A tablet aimed at children aged between three and nine years old has a severe security flaw which allows hackers to spy on the children.
Known as the InnoTab Max or the Storio Max and available for £115 ($120), the 'safe' tablet allows parents to approve a website before their children can visit it.
But, it has been revealed, customers with affected devices are at risk of criminals taking control of the popular gadget and snooping on the vulnerable youngsters.
Accomplished hackers can monitor children, listen to them, talk to them, have full access and control of the device and even watch them through the webcam.
A watchdog exposed the flaw and the Chinese firm has now released a fix to the problem and a link to the software update is available at the top of its website.
Scroll down for video
VTech, based in China, was made aware of the issue several months ago by a cyber-security company and has released a software update to fix the flaw.The firm's flagship product is a tablet called Storio Max, or the InnoTab Max in the UK (pictured)
Before it was placed in the prominent position on the site, VTech relied on pop-up alerts on the tablet to prompt the installation of the update.
The tablet is designed to give parents greater peace of mind and assurance than most internet-compatible tablets such as the iPad and Kindle which have more liberal internet access.
VTech's tablets give parents and carers the opportunity to restrict access to websites at their own discretion.
Earlier this year, researchers at London-based SureCloud discovered a flaw that they made it vulnerable to attack if one or more of the pre-vetted sites were compromised.
'To find the vulnerability in the first place wasn't easy,' Luke Potter, the firm's cyber-security practice director told BBC News.
'But to actually exploit it once you know it's there is reasonably simple.'
The flaw means that malicious code can be remotely triggered to run on the devices from afar.
Mr Potter said this could involve making use of 'off-the-shelf' malware available from criminal markets or running customised code.
'Remote access can be gained without the child even knowing,' he explained.
'So effectively being able to monitor the child, listen to them, talk to them, have full access and control of the device.
'For example, we demonstrated viewing things through the webcam.'
A notice at the top at the toy manufacturers homepage (pictured) eludes to the update which corrects the issue but not all devices have installed the fix. Before the update was placed in the prominent position on the site it relied on pop-up alerts on the tablet
VTech told MailOnline: 'We thank SureCloud for bringing this vulnerability on the Storio Max, which is called InnoTab Max in the UK, to our attention.

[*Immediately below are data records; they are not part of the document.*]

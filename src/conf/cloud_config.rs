//! Legacy `#cloud-config` documents.

use std::collections::BTreeMap;

use serde::{Deserialize, Deserializer, Serialize};
use serde_yaml::Value;
use tracing::warn;

use super::ConfError;
use super::keys::{AuthorizedKey, key_lines};
use super::mutator::{
    ConfigMutator, ConfigSummary, DECLARATIVE_OPERATIONS, DropinView, FileView, Operation,
    UnitView, Variant,
};

/// Header line identifying a cloud-config document.
pub const HEADER: &str = "#cloud-config";

const FILE_OWNER: &str = "root";
const KNOWN_KEYS: &[&str] = &["hostname", "users", "manage_etc_hosts"];

/// Parsed cloud-config document.
#[derive(Clone, Debug, Default, PartialEq, Serialize, Deserialize)]
pub struct CloudConfig {
    /// Keys added to the `core` user.
    #[serde(default, skip_serializing_if = "Vec::is_empty")]
    pub ssh_authorized_keys: Vec<String>,
    /// Container Linux specific section.
    #[serde(default, skip_serializing_if = "CoreOs::is_empty")]
    pub coreos: CoreOs,
    /// Files written before units start.
    #[serde(default, skip_serializing_if = "Vec::is_empty")]
    pub write_files: Vec<WriteFile>,
    /// Remaining keys such as `hostname` and `users`.
    #[serde(flatten)]
    pub other: BTreeMap<String, Value>,
}

/// `coreos` section.
#[derive(Clone, Debug, Default, PartialEq, Serialize, Deserialize)]
pub struct CoreOs {
    /// Systemd units.
    #[serde(default, skip_serializing_if = "Vec::is_empty")]
    pub units: Vec<Unit>,
    /// Remaining keys such as `etcd2` and `update`.
    #[serde(flatten)]
    pub other: BTreeMap<String, Value>,
}

impl CoreOs {
    fn is_empty(&self) -> bool {
        self.units.is_empty() && self.other.is_empty()
    }
}

/// Systemd unit entry.
#[derive(Clone, Debug, Default, PartialEq, Serialize, Deserialize)]
pub struct Unit {
    /// Unit name.
    pub name: String,
    /// Whether the unit is enabled.
    #[serde(default, skip_serializing_if = "std::ops::Not::not")]
    pub enable: bool,
    /// Unit file contents.
    #[serde(default, skip_serializing_if = "String::is_empty")]
    pub content: String,
    /// Drop-ins.
    #[serde(default, skip_serializing_if = "Vec::is_empty")]
    pub drop_ins: Vec<DropIn>,
    /// Remaining keys such as `command` and `mask`.
    #[serde(flatten)]
    pub other: BTreeMap<String, Value>,
}

/// Unit drop-in.
#[derive(Clone, Debug, Default, PartialEq, Serialize, Deserialize)]
pub struct DropIn {
    /// Drop-in file name.
    pub name: String,
    /// Drop-in contents.
    #[serde(default)]
    pub content: String,
}

/// `write_files` entry.
#[derive(Clone, Debug, Default, PartialEq, Serialize, Deserialize)]
pub struct WriteFile {
    /// Absolute path.
    pub path: String,
    /// File contents.
    #[serde(default)]
    pub content: String,
    /// Owner as `user[:group]`.
    #[serde(default, skip_serializing_if = "Option::is_none")]
    pub owner: Option<String>,
    /// Octal permissions string such as `0644`.
    #[serde(
        default,
        skip_serializing_if = "Option::is_none",
        deserialize_with = "permissions_from_yaml"
    )]
    pub permissions: Option<String>,
    /// Remaining keys such as `encoding`.
    #[serde(flatten)]
    pub other: BTreeMap<String, Value>,
}

impl WriteFile {
    /// Parses [`WriteFile::permissions`] as an octal mode.
    #[must_use]
    pub fn mode(&self) -> Option<u32> {
        let text = self.permissions.as_deref()?.trim();
        let digits = text.strip_prefix("0o").unwrap_or(text);
        u32::from_str_radix(digits, 8).ok()
    }
}

fn permissions_from_yaml<'de, D>(deserializer: D) -> Result<Option<String>, D::Error>
where
    D: Deserializer<'de>,
{
    let value = Option::<Value>::deserialize(deserializer)?;
    Ok(match value {
        Some(Value::String(text)) => Some(text),
        Some(Value::Number(number)) => Some(number.to_string()),
        _ => None,
    })
}

/// Renders `mode` the way cloud-config expects: octal with a leading zero.
pub(crate) fn permissions(mode: u32) -> String {
    if mode == 0 {
        return String::from("0");
    }
    format!("0{mode:o}")
}

/// Returns `true` when `text` starts with the cloud-config header.
pub(crate) fn has_header(text: &str) -> bool {
    text.lines()
        .next()
        .is_some_and(|line| line.trim_end() == HEADER)
}

/// Parses a cloud-config document.
pub(crate) fn parse(text: &str) -> Result<CloudConfig, ConfError> {
    if !has_header(text) {
        return Err(ConfError::Parse {
            format: "cloud-config",
            message: format!("document does not start with {HEADER}"),
        });
    }
    let value: Value = serde_yaml::from_str(text).map_err(|err| parse_error(&err))?;
    if value.is_null() {
        return Ok(CloudConfig::default());
    }
    let config: CloudConfig = serde_yaml::from_value(value).map_err(|err| parse_error(&err))?;
    for key in config.other.keys() {
        if !KNOWN_KEYS.contains(&key.as_str()) {
            warn!(key = %key, "unrecognised cloud-config key");
        }
    }
    Ok(config)
}

fn parse_error(err: &serde_yaml::Error) -> ConfError {
    ConfError::Parse {
        format: "cloud-config",
        message: err.to_string(),
    }
}

impl CloudConfig {
    /// Serializes the document with its header line.
    ///
    /// # Errors
    ///
    /// Returns [`ConfError::Serialize`] when YAML encoding fails.
    pub fn to_text(&self) -> Result<String, ConfError> {
        let body = serde_yaml::to_string(self).map_err(|err| ConfError::Serialize {
            variant: Variant::CloudConfig,
            message: err.to_string(),
        })?;
        Ok(format!("{HEADER}\n{body}"))
    }
}

impl ConfigMutator for CloudConfig {
    fn variant(&self) -> Variant {
        Variant::CloudConfig
    }

    fn capabilities(&self) -> &'static [Operation] {
        DECLARATIVE_OPERATIONS
    }

    fn add_file(
        &mut self,
        path: &str,
        _filesystem: &str,
        contents: &str,
        mode: u32,
    ) -> Result<(), ConfError> {
        self.write_files.push(WriteFile {
            path: path.to_owned(),
            content: contents.to_owned(),
            owner: Some(FILE_OWNER.to_owned()),
            permissions: Some(permissions(mode)),
            other: BTreeMap::new(),
        });
        Ok(())
    }

    fn add_systemd_unit(
        &mut self,
        name: &str,
        contents: &str,
        enabled: bool,
    ) -> Result<(), ConfError> {
        self.coreos.units.push(Unit {
            name: name.to_owned(),
            enable: enabled,
            content: contents.to_owned(),
            drop_ins: Vec::new(),
            other: BTreeMap::new(),
        });
        Ok(())
    }

    fn add_systemd_unit_dropin(
        &mut self,
        unit: &str,
        name: &str,
        contents: &str,
    ) -> Result<(), ConfError> {
        let dropin = DropIn {
            name: name.to_owned(),
            content: contents.to_owned(),
        };
        if let Some(existing) = self.coreos.units.iter_mut().find(|u| u.name == unit) {
            existing.drop_ins.push(dropin);
            return Ok(());
        }
        self.coreos.units.push(Unit {
            name: unit.to_owned(),
            drop_ins: vec![dropin],
            ..Unit::default()
        });
        Ok(())
    }

    fn copy_keys(&mut self, keys: &[AuthorizedKey]) -> Result<(), ConfError> {
        self.ssh_authorized_keys.extend(key_lines(keys));
        Ok(())
    }

    fn summary(&self) -> ConfigSummary {
        ConfigSummary {
            files: self
                .write_files
                .iter()
                .map(|file| FileView {
                    path: file.path.clone(),
                    contents: file.content.clone().into_bytes(),
                    mode: file.mode(),
                })
                .collect(),
            units: self
                .coreos
                .units
                .iter()
                .map(|unit| UnitView {
                    name: unit.name.clone(),
                    contents: Some(unit.content.clone()).filter(|text| !text.is_empty()),
                    enabled: unit.enable,
                    dropins: unit
                        .drop_ins
                        .iter()
                        .map(|dropin| DropinView {
                            name: dropin.name.clone(),
                            contents: dropin.content.clone(),
                        })
                        .collect(),
                })
                .collect(),
            authorized_keys: self.ssh_authorized_keys.clone(),
        }
    }
}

'We took immediate action in early summer to resolve the issue and pushed out a firmware upgrade to all affected InnoTab/Storio Max devices in Europe.
'Since then, pop up messages will appear on the device from time to time to prompt the device owners to perform the upgrade until it is done.
'Furthermore, most recently, for those users in Europe who have still not performed the upgrade, an email is being sent urging them to do so.
'This was a controlled and targeted “ethical hack” by SureCloud, which is a sophisticated cyber firm that was in possession of a detailed knowledge of hacking techniques and InnoTab/Storio Max’s firmware.
'We are not aware of any actual attempt to exploit the vulnerability and we consider the prospects of this happening to be remote.
'However, the safety of children is our top priority and we are constantly looking to improve the security of our devices.'
HOW CAN PARENTS PROTECT THEIR CHILDREN ONLINE?
A recent study found when sharing parenting advice on social media, common topics included:
- Getting kids to sleep (28 per cent)
- Nutrition and eating tips (26 per cent)
- Discipline (19 per cent)
- Daycare/preschool (17 per cent)
- Behaviour problems (13 per cent)
These common topics of conversation often reveal key information about a child, including: name, age/date of birth, school name and even their appearance.
Whilst it may be very difficult to protect the privacy of children in the digital age, there are some things that can be done to shelter children from online dangers.
Know your privacy settings
It is amazing how many parents leave on their Instagram location settings. Set your location settings to off if you do not want people to be able to figure out where you and your children live.
Only share with people who care
Ask yourself if all the people you're sharing your photos with really want to see them and will they protect them in a way you would.
Explore private social networks
Private social networks offer a secure way to share the pictures of your children with your family and friends.
Don't take any digital photos
Ultimately the only way to be 100 per cent sure that you don't have a digital footprint is not to have any digital photos taken but this isn't a road the vast majority of people want to go down.